The debate started at 7 a.m., and every seat in the hall was filled. Some people stood in the back and in aisles along outside edges of the seat rows. Seated behind a lengthy, curved podium on a short stage where the Auburn city council meets, McClintock and Derlet disagreed on just about every question raised, and each received scattered applause at times in spite of Hall’s admonitions for audience members to refrain from reacting.

The first question dealt with the tree mortality crisis up and down the Sierra Nevada.

“Our forests can support 20 to 80 trees per acre, but they’re now crowded with 260 trees per acre,” McClintock said. “Because of environmental laws passed decades ago we have an 80 percent decrease in timber harvests and a corresponding increase in forest fires. The laws in place have to be changed so we can manage our forests, and Bob is a defender of these laws.”

Derlet disagreed, saying environmental laws are not preventing scientific management of Sierra Nevada forests.

“The role of government is to provide funding to manage our forests,” Derlet said. “I think we need to provide property owners some relief for removing dead and dying trees. We must remove the dead trees so we can have forests for our children and grandchildren to enjoy.”

Each candidate’s response drew hand claps from pockets of people in different parts of the audience. Some members of the audience held up mobile phones to record video or take photos.

The 4th Congressional District includes the counties of Alpine, Amador, Calaveras, El Dorado, Mariposa and Tuolumne, and portions of Fresno, Madera, Nevada and Placer counties. District 4 is home to more than 700,000 people.

Limited water supply

Asked what is the most important issue facing the 4th District today, McClintock and Derlet both talked about water.

“Water shortages are our fault because of the same environmental laws we’ve passed,” McClintock said. “We stopped building reservoirs to store the water we need. We had to release water from Folsom in February. Had we been able to build the Auburn Dam, we’d have been able to store that water.”

Derlet said reservoirs in the 4th District are holding less water than they’re designed for because many were built too large.

“It will take years and years to fill them,” Derlet said. “We don’t need more dams. Our dams here are at low capacity.”

Again, different people clapped for each candidate’s views, raising the eyebrows of the moderator momentarily.

Campaign financing

Hall introduced a question on campaign financing by pointing out that showed that McClintock had raised more than $788,512 and Derlet had raised $30,714 in contributions as of June 30.

The moderator then asked both candidates what they think of Citizens United, the conservative nonprofit that successfully sued the Federal Election Commission in 2010 to allow political expenditures by nonprofit corporations, for-profit corporations, labor unions and other associations.

McClintock said 87 percent of campaign contributions come from individuals.
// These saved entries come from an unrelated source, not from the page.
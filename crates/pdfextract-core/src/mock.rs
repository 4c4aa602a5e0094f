//! In-memory test doubles for the backend and workspace traits.
//!
//! A [`MockDocument`] is serialized to JSON and handed around as file bytes,
//! so the full open-bytes path is exercised. Bytes that are not a serialized
//! mock document fail to open, the same way a corrupt PDF does.

use std::collections::BTreeMap;
use std::io;
use std::path::PathBuf;
use std::sync::atomic::{AtomicUsize, Ordering};
use std::sync::{Arc, Mutex};
use std::time::Duration;

use serde::{Deserialize, Serialize};

use crate::backend::{BackendError, PdfBackend, PdfDocument, PdfPage};
use crate::capture::WarningCapture;
use crate::strategy::{TableSettings, TextSettings};
use crate::workspace::{ResourceError, ResourceInfo, ResourceProvider};
use crate::Table;

/// Scripted behaviour of one page.
#[derive(Debug, Clone, Default, PartialEq, Serialize, Deserialize)]
pub struct MockPage {
    pub text: String,
    #[serde(default)]
    pub tables: Vec<Table>,
    /// Messages written to the capture during text extraction.
    #[serde(default)]
    pub diagnostics: Vec<String>,
    #[serde(default)]
    pub fail_text: Option<String>,
    #[serde(default)]
    pub fail_tables: Option<String>,
    #[serde(default)]
    pub panic: Option<String>,
    #[serde(default)]
    pub delay_ms: u64,
}

impl MockPage {
    pub fn text(text: &str) -> Self {
        Self {
            text: text.to_string(),
            ..Self::default()
        }
    }

    pub fn with_table(mut self, table: Table) -> Self {
        self.tables.push(table);
        self
    }

    pub fn with_diagnostic(mut self, message: &str) -> Self {
        self.diagnostics.push(message.to_string());
        self
    }

    pub fn failing_text(mut self, message: &str) -> Self {
        self.fail_text = Some(message.to_string());
        self
    }

    pub fn failing_tables(mut self, message: &str) -> Self {
        self.fail_tables = Some(message.to_string());
        self
    }

    pub fn panicking(mut self, message: &str) -> Self {
        self.panic = Some(message.to_string());
        self
    }

    pub fn with_delay(mut self, delay: Duration) -> Self {
        self.delay_ms = delay.as_millis() as u64;
        self
    }
}

impl PdfPage for MockPage {
    fn extract_text(
        &self,
        _settings: &TextSettings,
        capture: &mut WarningCapture,
    ) -> Result<String, BackendError> {
        if self.delay_ms > 0 {
            std::thread::sleep(Duration::from_millis(self.delay_ms));
        }
        if let Some(message) = &self.panic {
            panic!("{message}");
        }
        for diagnostic in &self.diagnostics {
            capture.emit(diagnostic);
        }
        match &self.fail_text {
            Some(message) => Err(BackendError::ExtractionError(message.clone())),
            None => Ok(self.text.clone()),
        }
    }

    fn extract_tables(
        &self,
        _settings: &TableSettings,
        _capture: &mut WarningCapture,
    ) -> Result<Vec<Table>, BackendError> {
        match &self.fail_tables {
            Some(message) => Err(BackendError::ExtractionError(message.clone())),
            None => Ok(self.tables.clone()),
        }
    }
}

/// A scripted document.
#[derive(Debug, Clone, Default, PartialEq, Serialize, Deserialize)]
pub struct MockDocument {
    #[serde(default)]
    pub metadata: BTreeMap<String, String>,
    pub pages: Vec<MockPage>,
}

impl MockDocument {
    pub fn new() -> Self {
        Self::default()
    }

    /// A document of `count` pages with text `"page <n>"`.
    pub fn with_pages(count: usize) -> Self {
        Self {
            metadata: BTreeMap::new(),
            pages: (1..=count)
                .map(|n| MockPage::text(&format!("page {n}")))
                .collect(),
        }
    }

    pub fn meta(mut self, key: &str, value: &str) -> Self {
        self.metadata.insert(key.to_string(), value.to_string());
        self
    }

    pub fn page(mut self, page: MockPage) -> Self {
        self.pages.push(page);
        self
    }

    /// Serialized form accepted by [`MockBackend::open`].
    pub fn to_bytes(&self) -> Vec<u8> {
        serde_json::to_vec(self).unwrap()
    }
}

/// Backend that opens serialized [`MockDocument`]s.
#[derive(Debug, Default)]
pub struct MockBackend {
    opens: AtomicUsize,
    pages_extracted: Arc<AtomicUsize>,
}

impl MockBackend {
    pub fn new() -> Self {
        Self::default()
    }

    /// How many times `open()` has been called (including failed opens).
    pub fn open_count(&self) -> usize {
        self.opens.load(Ordering::SeqCst)
    }

    /// How many pages had text extraction started.
    pub fn pages_extracted(&self) -> usize {
        self.pages_extracted.load(Ordering::SeqCst)
    }
}

impl PdfBackend for MockBackend {
    fn open(&self, bytes: &[u8]) -> Result<Box<dyn PdfDocument>, BackendError> {
        self.opens.fetch_add(1, Ordering::SeqCst);
        if bytes.is_empty() {
            return Err(BackendError::OpenError("file is empty".into()));
        }
        let document: MockDocument = serde_json::from_slice(bytes)
            .map_err(|e| BackendError::OpenError(format!("not a document: {e}")))?;
        Ok(Box::new(OpenedMock {
            document,
            pages_extracted: Arc::clone(&self.pages_extracted),
        }))
    }
}

struct OpenedMock {
    document: MockDocument,
    pages_extracted: Arc<AtomicUsize>,
}

impl PdfDocument for OpenedMock {
    fn metadata(&self) -> BTreeMap<String, String> {
        self.document.metadata.clone()
    }

    fn page_count(&self) -> usize {
        self.document.pages.len()
    }

    fn page(&self, index: usize) -> Result<Box<dyn PdfPage + '_>, BackendError> {
        let page = self.document.pages.get(index).ok_or_else(|| {
            BackendError::ExtractionError(format!("page index {index} out of range"))
        })?;
        Ok(Box::new(CountedPage {
            page,
            counter: &self.pages_extracted,
        }))
    }
}

struct CountedPage<'a> {
    page: &'a MockPage,
    counter: &'a AtomicUsize,
}

impl PdfPage for CountedPage<'_> {
    fn extract_text(
        &self,
        settings: &TextSettings,
        capture: &mut WarningCapture,
    ) -> Result<String, BackendError> {
        self.counter.fetch_add(1, Ordering::SeqCst);
        self.page.extract_text(settings, capture)
    }

    fn extract_tables(
        &self,
        settings: &TableSettings,
        capture: &mut WarningCapture,
    ) -> Result<Vec<Table>, BackendError> {
        self.page.extract_tables(settings, capture)
    }
}

/// In-memory [`ResourceProvider`] holding one or more projects.
#[derive(Debug, Default)]
pub struct MemoryWorkspace {
    /// Resources per project in listing order. `None` bytes cannot be fetched.
    projects: Mutex<BTreeMap<String, Vec<(String, Option<Vec<u8>>)>>>,
    fetches: AtomicUsize,
}

impl MemoryWorkspace {
    pub fn new() -> Self {
        Self::default()
    }

    /// Add (or replace) a resource. Listing keeps insertion order.
    pub fn insert(&self, project: &str, name: &str, bytes: Vec<u8>) {
        self.store(project, name, Some(bytes));
    }

    fn store(&self, project: &str, name: &str, bytes: Option<Vec<u8>>) {
        let mut projects = self.projects.lock().unwrap();
        let resources = projects.entry(project.to_string()).or_default();
        match resources.iter_mut().find(|(n, _)| n == name) {
            Some((_, existing)) => *existing = bytes,
            None => resources.push((name.to_string(), bytes)),
        }
    }

    pub fn with_resource(self, project: &str, name: &str, bytes: Vec<u8>) -> Self {
        self.insert(project, name, bytes);
        self
    }

    pub fn with_document(self, project: &str, name: &str, document: &MockDocument) -> Self {
        self.with_resource(project, name, document.to_bytes())
    }

    /// A resource that is listed but whose bytes cannot be read.
    pub fn with_unreadable(self, project: &str, name: &str) -> Self {
        self.store(project, name, None);
        self
    }

    /// How many times `get_resource()` has been called.
    pub fn fetch_count(&self) -> usize {
        self.fetches.load(Ordering::SeqCst)
    }
}

impl ResourceProvider for MemoryWorkspace {
    fn list_resources(&self, project: &str) -> Result<Vec<ResourceInfo>, ResourceError> {
        let projects = self.projects.lock().unwrap();
        let resources = projects
            .get(project)
            .ok_or_else(|| ResourceError::ProjectNotFound(project.to_string()))?;
        Ok(resources
            .iter()
            .map(|(name, _)| ResourceInfo { name: name.clone() })
            .collect())
    }

    fn get_resource(&self, project: &str, name: &str) -> Result<Vec<u8>, ResourceError> {
        self.fetches.fetch_add(1, Ordering::SeqCst);
        let projects = self.projects.lock().unwrap();
        let entry = projects
            .get(project)
            .and_then(|resources| resources.iter().find(|(n, _)| n == name));
        match entry {
            Some((_, Some(bytes))) => Ok(bytes.clone()),
            Some((_, None)) => Err(ResourceError::Io {
                path: PathBuf::from(project).join(name),
                source: io::Error::new(io::ErrorKind::PermissionDenied, "permission denied"),
            }),
            None => Err(ResourceError::NotFound {
                project: project.to_string(),
                name: name.to_string(),
            }),
        }
    }
}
He also said he believes Citizens United stands in defense of everyone’s First Amendment rights. Some audience members hissed softly.
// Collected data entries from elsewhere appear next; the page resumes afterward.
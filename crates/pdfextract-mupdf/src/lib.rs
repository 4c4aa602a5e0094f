use std::cmp::Ordering;
use std::collections::BTreeMap;

use mupdf::{Document, MetadataName, Page, TextPage, TextPageFlags};

use pdfextract_core::strategy::EdgeStrategy;
use pdfextract_core::{
    BackendError, PdfBackend, PdfDocument, PdfPage, Table, TableSettings, TextSettings,
    WarningCapture,
};

mod layout;

use layout::FragmentBuilder;

/// MuPDF-based implementation of [`PdfBackend`].
///
/// This crate is the sole AGPL island: it isolates the mupdf dependency
/// (which is AGPL-3.0) so that the pipeline crates do not transitively
/// depend on it.
///
/// Tables are detected from text alignment. MuPDF's text API does not expose
/// ruling lines, so the `lines` edge strategies use the same alignment
/// detector. Settings that depend on ruling geometry (`join_tolerance`,
/// `edge_min_length`, `intersection_tolerance`, `min_words_vertical`,
/// `snap_y_tolerance`) and the text `x_tolerance`/`y_tolerance` are accepted
/// but have no effect here.
///
/// MuPDF's internal warnings are not reported; only unmapped glyphs reach
/// the capture.
#[derive(Debug, Default)]
pub struct MupdfBackend;

impl MupdfBackend {
    pub fn new() -> Self {
        Self
    }
}

const METADATA_KEYS: [(MetadataName, &str); 8] = [
    (MetadataName::Title, "Title"),
    (MetadataName::Author, "Author"),
    (MetadataName::Subject, "Subject"),
    (MetadataName::Keywords, "Keywords"),
    (MetadataName::Creator, "Creator"),
    (MetadataName::Producer, "Producer"),
    (MetadataName::CreationDate, "CreationDate"),
    (MetadataName::ModDate, "ModDate"),
];

impl PdfBackend for MupdfBackend {
    fn open(&self, bytes: &[u8]) -> Result<Box<dyn PdfDocument>, BackendError> {
        if bytes.is_empty() {
            return Err(BackendError::OpenError("file is empty".into()));
        }
        let document = Document::from_bytes(bytes, "application/pdf")
            .map_err(|e| BackendError::OpenError(e.to_string()))?;
        let page_count = document
            .page_count()
            .map_err(|e| BackendError::OpenError(e.to_string()))?;
        tracing::trace!(bytes = bytes.len(), page_count, "opened document with mupdf");
        Ok(Box::new(MupdfDocument {
            document,
            page_count: usize::try_from(page_count).unwrap_or(0),
        }))
    }
}

struct MupdfDocument {
    document: Document,
    page_count: usize,
}

impl PdfDocument for MupdfDocument {
    fn metadata(&self) -> BTreeMap<String, String> {
        METADATA_KEYS
            .into_iter()
            .filter_map(|(name, key)| {
                let value = self.document.metadata(name).ok()?;
                let value = value.trim();
                (!value.is_empty()).then(|| (key.to_string(), value.to_string()))
            })
            .collect()
    }

    fn page_count(&self) -> usize {
        self.page_count
    }

    fn page(&self, index: usize) -> Result<Box<dyn PdfPage + '_>, BackendError> {
        let index = i32::try_from(index).map_err(|_| {
            BackendError::ExtractionError(format!("page index {index} out of range"))
        })?;
        let page = self
            .document
            .load_page(index)
            .map_err(|e| BackendError::ExtractionError(e.to_string()))?;
        Ok(Box::new(MupdfPage { page }))
    }
}

struct MupdfPage {
    page: Page,
}

impl MupdfPage {
    fn text_page(&self, flags: TextPageFlags) -> Result<TextPage, BackendError> {
        self.page
            .to_text_page(flags)
            .map_err(|e| BackendError::ExtractionError(e.to_string()))
    }
}

fn report_unmapped(count: usize, capture: &mut WarningCapture) {
    if count > 0 {
        capture.emit(format!(
            "{count} glyph(s) could not be mapped to Unicode and were dropped"
        ));
    }
}

/// Collapse whitespace runs to single spaces.
fn collapse_whitespace(line: &str) -> String {
    line.split_whitespace().collect::<Vec<_>>().join(" ")
}

impl PdfPage for MupdfPage {
    fn extract_text(
        &self,
        settings: &TextSettings,
        capture: &mut WarningCapture,
    ) -> Result<String, BackendError> {
        let flags = if settings.keep_blank_chars {
            TextPageFlags::PRESERVE_WHITESPACE
        } else {
            TextPageFlags::empty()
        };
        let text_page = self.text_page(flags)?;

        let mut blocks: Vec<(f32, f32, Vec<String>)> = Vec::new();
        let mut unmapped = 0usize;
        for block in text_page.blocks() {
            let bounds = block.bounds();
            let mut lines = Vec::new();
            for line in block.lines() {
                let mut text = String::new();
                for c in line.chars() {
                    match c.char() {
                        Some(ch) => text.push(ch),
                        None => unmapped += 1,
                    }
                }
                let text = if settings.keep_blank_chars {
                    text
                } else {
                    collapse_whitespace(&text)
                };
                if !text.is_empty() {
                    lines.push(text);
                }
            }
            if !lines.is_empty() {
                blocks.push((bounds.y0, bounds.x0, lines));
            }
        }
        report_unmapped(unmapped, capture);

        if !settings.use_text_flow {
            // Reading order: top to bottom, then left to right.
            blocks.sort_by(|a, b| {
                a.0.partial_cmp(&b.0)
                    .unwrap_or(Ordering::Equal)
                    .then(a.1.partial_cmp(&b.1).unwrap_or(Ordering::Equal))
            });
        }

        let separator = if settings.layout { "\n\n" } else { "\n" };
        Ok(blocks
            .into_iter()
            .map(|(_, _, lines)| lines.join("\n"))
            .collect::<Vec<_>>()
            .join(separator))
    }

    fn extract_tables(
        &self,
        settings: &TableSettings,
        capture: &mut WarningCapture,
    ) -> Result<Vec<Table>, BackendError> {
        if matches!(settings.vertical_strategy, Some(EdgeStrategy::Explicit))
            || matches!(settings.horizontal_strategy, Some(EdgeStrategy::Explicit))
        {
            return Err(BackendError::ExtractionError(
                "explicit table edges are not supported".into(),
            ));
        }

        let text_page = self.text_page(TextPageFlags::empty())?;
        let mut builder = FragmentBuilder::new(settings.effective_x_tolerance() as f32);
        let mut unmapped = 0usize;
        for block in text_page.blocks() {
            for line in block.lines() {
                for c in line.chars() {
                    let Some(ch) = c.char() else {
                        unmapped += 1;
                        continue;
                    };
                    let quad = c.quad();
                    builder.push(
                        ch,
                        quad.ul.x.min(quad.ll.x),
                        quad.ur.x.max(quad.lr.x),
                        quad.ll.y.max(quad.lr.y),
                    );
                }
                builder.end_line();
            }
        }
        report_unmapped(unmapped, capture);

        let y_tolerance = settings.text_y_tolerance.unwrap_or(3.0) as f32;
        let rows = layout::rows(builder.finish(), y_tolerance);
        Ok(layout::tables(rows, settings.effective_min_columns()))
    }
}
“I like this,” Derlet said. “I would like the congressman to have another debate.”

Derlet went on to say he is opposed to Citizens United.

“Voices of the American people are drowned out when corporate dollars, billionaires and hedge fund managers overwhelm individual Americans,” Derlet said. “We the people must be able to participate. Corporations are not people.”

More scattered applause came from a few in the audience.

Climate change

Asked if climate change is a hoax, McClintock said, “Whenever I hear the science on climate change is settled, I also hear a very vigorous debate among eminent scientists. The story of climate change goes back 4 billion years. We know the planet’s been warming on and off since the Ice Age.”

Derlet said humans cause global climate change and humans need to do something about it.

The debate lasted about 60 minutes. Both campaigns are open to future debates between now and Nov. 8, but no others had been scheduled as of Tuesday morning.

According to Ballotpedia, the median household income in District 4 is $61,303. People who live in the district have a 93 percent high school graduation rate and a 31.2 percent college graduation rate. Unemployment district-wide is 13.2 percent.

The majority of District 4 residents, 86 percent, are white, 4.3 percent are Asian, 1.7 percent are Native American, 1.1 percent are black and 12.6 percent are Hispanic.

The debate was hosted by the Auburn Chamber of Commerce and a group called the Meddlers. The debate started at 7 a.m,. because that is what time the Meddlers normally meet.

Bill Wharton, 70, of Auburn, a member of the Meddlers, said the group was started about 50 years ago. The Meddlers meet weekly and host speakers on a multitude of topics, Wharton said.